Suggested by Dan Jacobson in https://bugs.gnu.org/25870
---
 doc/coreutils.texi | 424 +++++++++++++++++++++++++++++++++++++++++----
 1 file changed, 389 insertions(+), 35 deletions(-)

diff --git a/doc/coreutils.texi b/doc/coreutils.texi
index 3a8517cf5b..a649c088b8 100644
--- a/doc/coreutils.texi
+++ b/doc/coreutils.texi
@@ -6111,48 +6111,27 @@ Either @var{file1} or @var{file2} (but not both) can be @samp{-},
 meaning standard input.  @var{file1} and @var{file2} should be
 sorted on the join fields.
 
-@vindex LC_COLLATE
-Normally, the sort order is that of the
-collating sequence specified by the @env{LC_COLLATE} locale.  Unless
-the @option{-t} option is given, the sort comparison ignores blanks at
-the start of the join field, as in @code{sort -b}.  If the
-@option{--ignore-case} option is given, the sort comparison ignores
-the case of characters in the join field, as in @code{sort -f}.
-
-The @command{sort} and @command{join} commands should use consistent
-locales and options if the output of @command{sort} is fed to
-@command{join}.  You can use a command like @samp{sort -k 1b,1} to
-sort a file on its default join field, but if you select a non-default
-locale, join field, separator, or comparison options, then you should
-do so consistently between @command{join} and @command{sort}.

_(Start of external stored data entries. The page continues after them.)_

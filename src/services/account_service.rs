//! Domain service for account management.
//!
//! CRUD over accounts for authenticated callers. Registration lives in the
//! auth service because it also issues a token.

use thiserror::Error;

use crate::db::StoreError;
use crate::models::account::Account;
use crate::services::account_validator::{
    AccountPayload, FieldErrors, ValidationMode, duplicate_message,
};

/// Errors specific to account operations.
#[derive(Debug, Error)]
pub enum AccountError {
    #[error("Validation failed: {0}")]
    Validation(FieldErrors),

    #[error("Account {0} not found")]
    NotFound(i32),

    #[error("Database error: {0}")]
    Database(String),

    #[error("Internal error: {0}")]
    Internal(String),
}

impl From<sea_orm::DbErr> for AccountError {
    fn from(err: sea_orm::DbErr) -> Self {
        Self::Database(err.to_string())
    }
}

impl From<anyhow::Error> for AccountError {
    fn from(err: anyhow::Error) -> Self {
        Self::Internal(err.to_string())
    }
}

impl From<StoreError> for AccountError {
    fn from(err: StoreError) -> Self {
        match err {
            StoreError::Conflict(field) => {
                Self::Validation(FieldErrors::single(field.as_str(), duplicate_message(field)))
            }
            StoreError::NotFound(id) => Self::NotFound(id),
            StoreError::Database(e) => Self::Database(e.to_string()),
            StoreError::Internal(e) => Self::Internal(e.to_string()),
        }
    }
}

/// Domain service trait for accounts.
#[async_trait::async_trait]
pub trait AccountService: Send + Sync {
    /// Lists every account, ordered by id.
    async fn list(&self) -> Result<Vec<Account>, AccountError>;

    /// Gets a single account.
    ///
    /// # Errors
    ///
    /// Returns [`AccountError::NotFound`] for an unknown id.
    async fn get(&self, id: i32) -> Result<Account, AccountError>;

    /// Creates an account without issuing a token.
    async fn create(&self, payload: AccountPayload) -> Result<Account, AccountError>;

    /// Applies a full (`Replace`) or partial update.
    ///
    /// # Errors
    ///
    /// Returns [`AccountError::Validation`] with per-field messages when the
    /// payload is rejected, [`AccountError::NotFound`] for an unknown id.
    async fn update(
        &self,
        id: i32,
        payload: AccountPayload,
        mode: ValidationMode,
    ) -> Result<Account, AccountError>;

    /// Deletes an account and its token.
    async fn delete(&self, id: i32) -> Result<(), AccountError>;
}
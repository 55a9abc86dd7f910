//! `SeaORM` implementation of the `AuthService` trait.

use async_trait::async_trait;
use tracing::{info, warn};

use crate::db::Store;
use crate::models::account::{Account, AuthToken};
use crate::services::account_validator::{AccountPayload, AccountValidator};
use crate::services::auth_service::{
    AuthError, AuthGrant, AuthService, INACTIVE_ACCOUNT, INVALID_TOKEN,
};

pub struct SeaOrmAuthService {
    store: Store,
    validator: AccountValidator,
}

impl SeaOrmAuthService {
    #[must_use]
    pub const fn new(store: Store, validator: AccountValidator) -> Self {
        Self { store, validator }
    }
}

#[async_trait]
impl AuthService for SeaOrmAuthService {
    async fn register(&self, payload: AccountPayload) -> Result<AuthGrant, AuthError> {
        let mut new = self.validator.validate_new(payload).await?;

        // Self-registration never grants privileges.
        new.is_active = true;
        new.is_staff = false;

        let (account, token) = self.store.create_account_with_token(new).await?;

        metrics::counter!("accounts_registered_total").increment(1);
        info!(account_id = account.id, username = %account.username, "Account registered");

        Ok(AuthGrant::new(token))
    }

    async fn login(
        &self,
        username: Option<&str>,
        password: Option<&str>,
    ) -> Result<AuthGrant, AuthError> {
        let (Some(username), Some(password)) = (
            username.filter(|u| !u.is_empty()),
            password.filter(|p| !p.is_empty()),
        ) else {
            return Err(AuthError::MissingCredentials);
        };

        let Some(account) = self
            .store
            .verify_account_password(username, password)
            .await?
        else {
            metrics::counter!("logins_total", "outcome" => "rejected").increment(1);
            warn!(username = %username, "Login rejected");
            return Err(AuthError::InvalidCredentials);
        };

        let token = self.issue_or_get_token(account.id).await?;

        metrics::counter!("logins_total", "outcome" => "success").increment(1);
        info!(account_id = account.id, "Login succeeded");

        Ok(AuthGrant::new(token))
    }

    async fn authenticate(&self, key: &str) -> Result<Account, AuthError> {
        let account = self
            .store
            .account_for_token(key)
            .await?
            .ok_or(AuthError::Unauthorized(INVALID_TOKEN))?;

        if !account.is_active {
            return Err(AuthError::Unauthorized(INACTIVE_ACCOUNT));
        }

        Ok(account)
    }

    async fn issue_or_get_token(&self, account_id: i32) -> Result<AuthToken, AuthError> {
        Ok(self.store.issue_token(account_id).await?)
    }
}
use sea_orm::entity::prelude::*;

#[derive(Clone, Debug, PartialEq, Eq, DeriveEntityModel)]
#[sea_orm(table_name = "accounts")]
pub struct Model {
    #[sea_orm(primary_key)]
    pub id: i32,

    #[sea_orm(unique)]
    pub username: String,

    #[sea_orm(unique)]
    pub email: String,

    pub first_name: String,

    pub last_name: String,

    /// Argon2id password hash
    pub password_hash: String,

    pub is_active: bool,

    pub is_staff: bool,

    pub date_joined: String,

    pub updated_at: String,
}

#[derive(Copy, Clone, Debug, EnumIter, DeriveRelation)]
pub enum Relation {
    #[sea_orm(has_one = "super::auth_tokens::Entity")]
    AuthToken,
}

impl Related<super::auth_tokens::Entity> for Entity {
    fn to() -> RelationDef {
        Relation::AuthToken.def()
    }
}

impl ActiveModelBehavior for ActiveModel {}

-If @samp{join -t ''} is specified then the whole line is considered which
-matches the default operation of sort.
-
-If the input has no unpairable lines, a GNU extension is
-available; the sort order can be any order that considers two fields
-to be equal if and only if the sort comparison described above
-considers them to be equal.  For example:
-
 @example
+@group
 $ cat file1
-a a1
-c c1
-b b1
+a 1
+b 2
+e 5
+
 $ cat file2
-a a2
-c c2
-b b2
+a X
+e Y
+f Z
+
 $ join file1 file2
-a a1 a2
-c c1 c2
-b b1 b2
+a 1 X
+e 5 Z
+@end group
 @end example
 
-@set JOIN_COMMAND
-@checkOrderOption{join}
-@clear JOIN_COMMAND
 
-The defaults are:
+@noindent
+@command{join}'s default behavior (when no options are given):
 @itemize
 @item the join field is the first field in each line;
 @item fields in the input are separated by one or more blanks, with leading
@@ -6162,6 +6141,18 @@ blanks on the line ignored;
 fields from @var{file1}, then the remaining fields from @var{file2}.
 @end itemize
 
+
+@menu
+* General options in join::      Options which affect general program behavior.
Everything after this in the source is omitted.